Виготовлення матча: Як затінюють чайний кущ для виготовлення матча?

Matcha making: How to shade a tea bush for making matcha?

Probably Japan's best-known tea, Matcha is a powdered shade-grown tea leaf pulp produced by grinding tencha in a stone mill called cha-usu (茶臼). Please note that the texture of the tea should be a powder that resembles cream, not powder or sugar granules.


In addition to being the most famous tea in Japan, it is also the oldest and one of the oldest forms of tea production in the world, dating back to the Song Dynasty (960-1279), when tea was steamed, dried, ground and beaten with hot water into a thick foam. drink. The practice was brought to Japan along with some tea seeds by Buddhist monks, and after the development of tea shading culture in the mid-1500s, modern matcha was born.


Currently, the following steps are taken before packing a match:

  1. Manual is a more expensive and troublesome method of collection, but it has a higher quality. Or mechanical harvesting with a machine, and later with a brush cutter

  2. Washing tea

  3. Tea quality testing and blending

  4. Short steaming

  5. Drying and air saturation

  6. Stage of sorting by color and tea leaf fraction

  7. Extraction of tea twigs from raw materials

  8. Separation of tea pulp from veins, cutting


Matcha is known to be used in the Japanese tea ceremony or the Way of Tea, called Sadou (茶道) or Chanoyu (茶の湯).

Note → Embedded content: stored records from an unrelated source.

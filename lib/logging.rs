use crate::build_info;
use std::backtrace::Backtrace;
use std::error::Error as StdError;
use std::process;
use std::time::{SystemTime, UNIX_EPOCH};

use tracing_log::LogTracer;
use tracing_subscriber::{layer::SubscriberExt, util::SubscriberInitExt, EnvFilter};

/// Output format for runtime logs.
#[derive(Debug, Clone, Copy, PartialEq, Eq)]
pub enum LogFormat {
    Json,
    Text,
}

impl LogFormat {
    /// Parses a `LOG_FORMAT` value; anything other than `text` means JSON.
    pub fn parse(raw: &str) -> Self {
        match raw.trim().to_ascii_lowercase().as_str() {
            "text" => Self::Text,
            _ => Self::Json,
        }
    }

    fn from_env() -> Self {
        Self::parse(&std::env::var("LOG_FORMAT").unwrap_or_default())
    }

    pub fn as_str(self) -> &'static str {
        match self {
            Self::Json => "json",
            Self::Text => "text",
        }
    }
}

/// Context fields shared by every log line of one checkwatches run.
#[derive(Debug, Clone, PartialEq, Eq)]
pub struct LoggingContext {
    pub service: String,
    pub environment: String,
    /// Also the prefix of every error report id issued during the run.
    pub run_id: String,
    pub build_version: String,
    pub build_commit: String,
    pub format: LogFormat,
}

/// Installs the process-wide subscriber and emits one `logging_initialized` event.
///
/// `log` records are bridged into `tracing`. `RUST_LOG` overrides `default_level`.
pub fn init_logging(service: &str, default_level: &str) -> LoggingContext {
    let context = LoggingContext {
        service: service.to_string(),
        environment: std::env::var("APP_ENV")
            .or_else(|_| std::env::var("ENVIRONMENT"))
            .unwrap_or_else(|_| "dev".to_string()),
        run_id: build_run_id(service),
        build_version: build_info::VERSION.to_string(),
        build_commit: build_info::short_commit_hash().to_string(),
        format: LogFormat::from_env(),
    };

    install_subscriber(context.format, default_level);

    tracing::info!(
        event = "logging_initialized",
        service = %context.service,
        environment = %context.environment,
        run_id = %context.run_id,
        build_version = %context.build_version,
        build_commit = %context.build_commit,
        log_format = context.format.as_str(),
        "initialized logging"
    );

    context
}

fn install_subscriber(format: LogFormat, default_level: &str) {
    let _ = LogTracer::init();

    let result = match format {
        LogFormat::Json => tracing_subscriber::registry()
            .with(default_env_filter(default_level))
            .with(
                tracing_subscriber::fmt::layer()
                    .json()
                    .with_target(true)
                    .with_current_span(true)
                    .with_span_list(false)
                    .flatten_event(true),
            )
            .try_init(),
        LogFormat::Text => tracing_subscriber::registry()
            .with(default_env_filter(default_level))
            .with(tracing_subscriber::fmt::layer().with_target(true))
            .try_init(),
    };

    // A subscriber installed earlier (tests, embedding binaries) wins.
    let _ = result;
}

fn default_env_filter(default_level: &str) -> EnvFilter {
    EnvFilter::try_from_default_env().unwrap_or_else(|_| EnvFilter::new(default_level))
}

fn build_run_id(service: &str) -> String {
    let epoch_millis = SystemTime::now()
        .duration_since(UNIX_EPOCH)
        .map(|duration| duration.as_millis())
        .unwrap_or_default();
    format!("{service}-{}-{epoch_millis}", process::id())
}

/// Renders an error, its full source chain, and a backtrace captured at the logging boundary.
pub fn format_error_report(err: &(dyn StdError + 'static)) -> String {
    let mut report = format!("error: {err}");

    let mut current_source = err.source();
    let mut source_index = 1usize;
    while let Some(source) = current_source {
        report.push_str(&format!("\ncaused by ({source_index}): {source}"));
        current_source = source.source();
        source_index = source_index.saturating_add(1);
    }

    report.push_str("\nbacktrace:\n");
    report.push_str(&Backtrace::force_capture().to_string());
    report
}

Traditionally, matcha is prepared in two ways: as usucha (薄茶 – loose tea), which is bright green, foamy and runny, or as koicha (濃茶 – thick tea), which is brewed about four times stronger and creates a thick, intense, syrupy drink.

Matcha gets its intense umami and vibrant color from growing in the shade for 3-4 weeks before harvest. The tench used to make matcha can be shaded in about three different ways, listed here in order of increasing quality, cost, and labor:

  • Jikakabuse (直冠せ): Direct shading, the simplest and cheapest method of shading. Black synthetic fabric is draped directly over the plants, blocking approximately 70% of sunlight. A second layer can be added to increase the shading to about 95%. Applying shading material directly to the tea requires the plants to be trimmed by machine to provide a flat surface. Most often used for shaded sencha and kabusecha, sometimes also used for gyokuro and tencha.
  • Kanreisha (寒冷紗): A shelf style with synthetic fabric, the most common shading method. Here, the black cloth is kept in a canopy or shelf built over the tea bushes. This allows for greater air and moisture circulation and allows plants to grow freely. Many shade teas are grown unpruned as shizen-shitate (自然仕竹 - naturally cut) bushes, meaning the bushes are grown naturally without a shape, which produces a higher quality tea, but also makes them unfit for the mechanical harvesting that these teas require. to collect by hand.
  • Honzu (本簀): A shelf style with reeds and straw mats, the most traditional method of shading. The Honzu method, which dates back at least 400 years, uses the same shelf system as kanreisha, but uses a reed screen instead of synthetic fabric as the first shading layer. Although considerably more labor-intensive and expensive to construct, reed netting allows even more air and moisture to circulate around the plants, producing higher quality and more complex teas. Additional layers of shading are added by placing straw mats over a reed screen.Perhaps Japan's most famous tea, matcha is a finely ground powder produced by grinding tencha in a stone mill called cha-usu (茶臼). In addition to being the most famous tea in Japan, it is also the oldest and one of the oldest forms of tea production in the world, dating back to the Song Dynasty (960-1279), when tea was steamed, dried, ground and whisked. hot water into a thick foamy drink. The practice was brought to Japan along with some tea seeds by Buddhist monks, and with the development of shading in the mid-1500s, modern matcha was born.